You're so awkward that it is occasionally mildly uncomfortable for people!
You're so awkward that sometimes people are confused by you and then there are awkward silences!
You're so awkward ...... that ultimately no one is harmed!!
Oh damn!!! What a vile crime you have committed! What an unforgivable thing it is to make a fellow human briefly confused!
Why, if *I* were ever briefly confused and kind of uncomfortable as a result, I'd be devastated.... by the absolute net zero change in my happiness and health! - From which I might never recover!! Yes indeed! No punishment can ever be enough for you!!
So you better absolutely hate yourself for it.
Better be SO MEAN to yourself about every single missed social cue so you don't forget your horrible crime! Meaner than you'd ever dream of being to someone else for the same thing! This is YOUR responsibility!
You need to show the world that you KNOW you are bad by punishing yourself constantly! After all, think of all the people who BENEFIT from you punishing yourself! - No, really! Think about it! Think about who benefits from your pain.
Think of alllllll the definitely-good people that your definitely-necessary self-torment definitely helps! I mean, you can't just cut off their definitely-life-sustaining supply of your suffering, right?? Sure, everyone else has a breaking point, but you're probably the only person in human history who doesn't, right? Best not to question it probably. Sure, it's a symptom that billions of people with trauma have had, but who knows? You could be a one-in-seven-billion exception. Anything's possible!
Instead, better just accept that idea that bullies carry like guns in holsters - the idea that people who have trouble with social cues deserve to suffer. Better carry on the burden they placed on you until you drop. Aid the cause of the callous by enforcing shame and suffering upon yourself extra hard; try your best to do their work for them. They're very busy.
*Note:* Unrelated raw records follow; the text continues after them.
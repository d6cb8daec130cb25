use async_trait::async_trait;
use rusqlite::types::Value as SqlValue;
use rusqlite::{params, params_from_iter, OptionalExtension, Row};
use serde_json::{Map, Value};
use tracing::debug;

use super::{Database, EntityStore, Record, SaveStatus};
use crate::error::Result;
use crate::item::value_to_string;

/// Target records kept as JSON documents in the local `entity` table.
#[derive(Clone)]
pub struct SqliteEntityStore {
    db: Database,
}

impl SqliteEntityStore {
    pub fn new(db: Database) -> Self {
        Self { db }
    }
}

fn record_row(row: &Row<'_>) -> rusqlite::Result<(i64, String, String, String, i64, i64)> {
    Ok((
        row.get(0)?,
        row.get(1)?,
        row.get(2)?,
        row.get(3)?,
        row.get(4)?,
        row.get(5)?,
    ))
}

fn into_record(
    (entity_id, entity_type, bundle, data, created, changed): (i64, String, String, String, i64, i64),
) -> Result<Record> {
    let fields: Map<String, Value> = serde_json::from_str(&data)?;
    Ok(Record {
        entity_type,
        bundle,
        entity_id: Some(entity_id),
        fields,
        created,
        changed,
    })
}

/// Scalars compare by their string form so `"7"` matches `7`.
fn loosely_equal(left: &Value, right: &Value) -> bool {
    match (value_to_string(left), value_to_string(right)) {
        (Some(l), Some(r)) => l == r,
        _ => left == right,
    }
}

/// SQLite JSON path for a dotted field path. Paths stepping into arrays stay in Rust.
fn json_path(path: &str) -> Option<String> {
    let mut out = String::from("$");
    let mut any = false;
    for segment in path.split('.').filter(|s| !s.is_empty()) {
        if segment.contains('"') || segment.parse::<usize>().is_ok() {
            return None;
        }
        out.push_str(&format!(".\"{}\"", segment));
        any = true;
    }
    any.then_some(out)
}

/// Narrows the scan to rows whose scalar at `path` has the same string form as
/// `expected`. Reals are left for the in-memory comparison since SQLite renders them
/// differently.
fn scalar_clause(path: usize, expected: usize) -> String {
    format!(
        "(CASE json_type(data, ?{p})
            WHEN 'true' THEN 'true'
            WHEN 'false' THEN 'false'
            WHEN 'integer' THEN CAST(json_extract(data, ?{p}) AS TEXT)
            WHEN 'text' THEN json_extract(data, ?{p})
            WHEN 'real' THEN ?{e}
         END) = ?{e}",
        p = path,
        e = expected
    )
}

#[async_trait]
impl EntityStore for SqliteEntityStore {
    async fn load(&self, entity_type: &str, entity_id: i64) -> Result<Option<Record>> {
        let conn = self.db.connection()?;
        let row = conn
            .query_row(
                "SELECT entity_id, entity_type, bundle, data, created, changed
                 FROM entity WHERE entity_type = ?1 AND entity_id = ?2",
                params![entity_type, entity_id],
                record_row,
            )
            .optional()?;
        row.map(into_record).transpose()
    }

    async fn load_by_properties(
        &self,
        entity_type: &str,
        bundle: Option<&str>,
        values: &Map<String, Value>,
    ) -> Result<Vec<Record>> {
        let mut sql = String::from(
            "SELECT entity_id, entity_type, bundle, data, created, changed
             FROM entity WHERE entity_type = ?1 AND (?2 IS NULL OR bundle = ?2)",
        );
        let mut bound = vec![
            SqlValue::Text(entity_type.to_string()),
            bundle.map_or(SqlValue::Null, |b| SqlValue::Text(b.to_string())),
        ];
        for (path, expected) in values {
            let (Some(json), Some(text)) = (json_path(path), value_to_string(expected)) else {
                continue;
            };
            bound.push(SqlValue::Text(json));
            bound.push(SqlValue::Text(text));
            sql.push_str(" AND ");
            sql.push_str(&scalar_clause(bound.len() - 1, bound.len()));
        }
        sql.push_str(" ORDER BY entity_id");

        let rows = {
            let conn = self.db.connection()?;
            let mut stmt = conn.prepare(&sql)?;
            let rows = stmt
                .query_map(params_from_iter(bound), record_row)?
                .collect::<rusqlite::Result<Vec<_>>>()?;
            rows
        };
        let mut out = Vec::new();
        for row in rows {
            let record = into_record(row)?;
            let matches = values.iter().all(|(path, expected)| {
                record
                    .get(path)
                    .map_or(false, |actual| loosely_equal(actual, expected))
            });
            if matches {
                out.push(record);
            }
        }
        Ok(out)
    }

    async fn save(&self, record: &mut Record, now: i64) -> Result<SaveStatus> {
        let data = serde_json::to_string(&record.fields)?;
        let conn = self.db.connection()?;
        record.changed = now;
        match record.entity_id {
            Some(entity_id) => {
                let updated = conn.execute(
                    "UPDATE entity SET bundle = ?1, data = ?2, changed = ?3
                     WHERE entity_type = ?4 AND entity_id = ?5",
                    params![record.bundle, data, now, record.entity_type, entity_id],
                )?;
                if updated > 0 {
                    return Ok(SaveStatus::Updated);
                }
                conn.execute(
                    "INSERT INTO entity (entity_id, entity_type, bundle, data, created, changed)
                     VALUES (?1, ?2, ?3, ?4, ?5, ?5)",
                    params![entity_id, record.entity_type, record.bundle, data, now],
                )?;
                record.created = now;
                Ok(SaveStatus::New)
            }
            None => {
                conn.execute(
                    "INSERT INTO entity (entity_type, bundle, data, created, changed)
                     VALUES (?1, ?2, ?3, ?4, ?4)",
                    params![record.entity_type, record.bundle, data, now],
                )?;
                record.entity_id = Some(conn.last_insert_rowid());
                record.created = now;
                debug!("Created {}", record.label());
                Ok(SaveStatus::New)
            }
        }
    }

    async fn delete(&self, record: &Record) -> Result<bool> {
        let Some(entity_id) = record.entity_id else {
            return Ok(false);
        };
        let conn = self.db.connection()?;
        let deleted = conn.execute(
            "DELETE FROM entity WHERE entity_type = ?1 AND entity_id = ?2",
            params![record.entity_type, entity_id],
        )?;
        Ok(deleted > 0)
    }

    async fn count(&self, entity_type: &str) -> Result<usize> {
        let conn = self.db.connection()?;
        let count: i64 = conn.query_row(
            "SELECT COUNT(*) FROM entity WHERE entity_type = ?1",
            params![entity_type],
            |row| row.get(0),
        )?;
        Ok(count as usize)
    }
}

#[cfg(test)]
mod tests {
    use super::*;
    use serde_json::json;

    fn fields(value: Value) -> Map<String, Value> {
        value.as_object().cloned().unwrap()
    }

    #[tokio::test]
    async fn save_assigns_ids_then_updates() {
        let store = SqliteEntityStore::new(Database::open_in_memory().unwrap());
        let mut record = Record::new("node", "page", fields(json!({"title": "A"})));
        assert_eq!(store.save(&mut record, 10).await.unwrap(), SaveStatus::New);
        let id = record.entity_id.unwrap();

        record.set("title", "B");
        assert_eq!(store.save(&mut record, 20).await.unwrap(), SaveStatus::Updated);
        let loaded = store.load("node", id).await.unwrap().unwrap();
        assert_eq!(loaded.get_str("title"), Some("B"));
        assert_eq!((loaded.created, loaded.changed), (10, 20));
        assert_eq!(store.count("node").await.unwrap(), 1);
    }

    #[tokio::test]
    async fn properties_match_loosely_within_bundle() {
        let store = SqliteEntityStore::new(Database::open_in_memory().unwrap());
        let mut a = Record::new("node", "page", fields(json!({"code": 7, "meta": {"k": "x"}})));
        let mut b = Record::new("node", "post", fields(json!({"code": 7})));
        store.save(&mut a, 1).await.unwrap();
        store.save(&mut b, 1).await.unwrap();

        let wanted = fields(json!({"code": "7"}));
        assert_eq!(store.load_by_properties("node", None, &wanted).await.unwrap().len(), 2);
        let in_page = store
            .load_by_properties("node", Some("page"), &fields(json!({"meta.k": "x"})))
            .await
            .unwrap();
        assert_eq!(in_page.len(), 1);

        assert!(store.delete(&a).await.unwrap());
        assert!(store.load("node", a.entity_id.unwrap()).await.unwrap().is_none());
    }

    #[tokio::test]
    async fn scalar_filters_exclude_rows_in_the_query() {
        let store = SqliteEntityStore::new(Database::open_in_memory().unwrap());
        for data in [
            json!({"code": 7, "flag": true, "meta": {"k": "x"}}),
            json!({"code": 8, "flag": false, "meta": {"k": "x"}}),
            json!({"code": "7", "meta": {"k": "y"}}),
            json!({"code": 7.5, "tags": ["a", "b"]}),
            json!({"other": 7}),
        ] {
            store.save(&mut Record::new("node", "page", fields(data)), 1).await.unwrap();
        }
        let found = |wanted: Value| {
            let store = store.clone();
            async move {
                store
                    .load_by_properties("node", None, &fields(wanted))
                    .await
                    .unwrap()
                    .len()
            }
        };

        assert_eq!(found(json!({"code": 7})).await, 2);
        assert_eq!(found(json!({"code": 7, "meta.k": "x"})).await, 1);
        assert_eq!(found(json!({"code": "9"})).await, 0);
        assert_eq!(found(json!({"flag": "true"})).await, 1);
        assert_eq!(found(json!({"flag": false})).await, 1);
        assert_eq!(found(json!({"code": 7.5})).await, 1);
        assert_eq!(found(json!({"tags.1": "b"})).await, 1);
        assert_eq!(found(json!({"meta": {"k": "y"}})).await, 1);
    }
}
Better not recognize that you need patience and kindness to heal from your trauma. Better not find out that it was trauma rather than personal weakness filling your head with self-hating thoughts. Better not find out it wasn't your fault.
Better not find out that awkwardness is not inherently harmful or unkind, and, in fact, the people who act like it is *are the ones enacting harm and being cruel.*
Better not get righteously angry when you realize just how much unnecessary damage this has done to you. After all, if you get mad, you might realize you deserve better. You might even feel brave enough to DEMAND better! You might build boundaries that keep you safe! You might make other people think they deserve to feel safe too! And we obviously can't be having that, so...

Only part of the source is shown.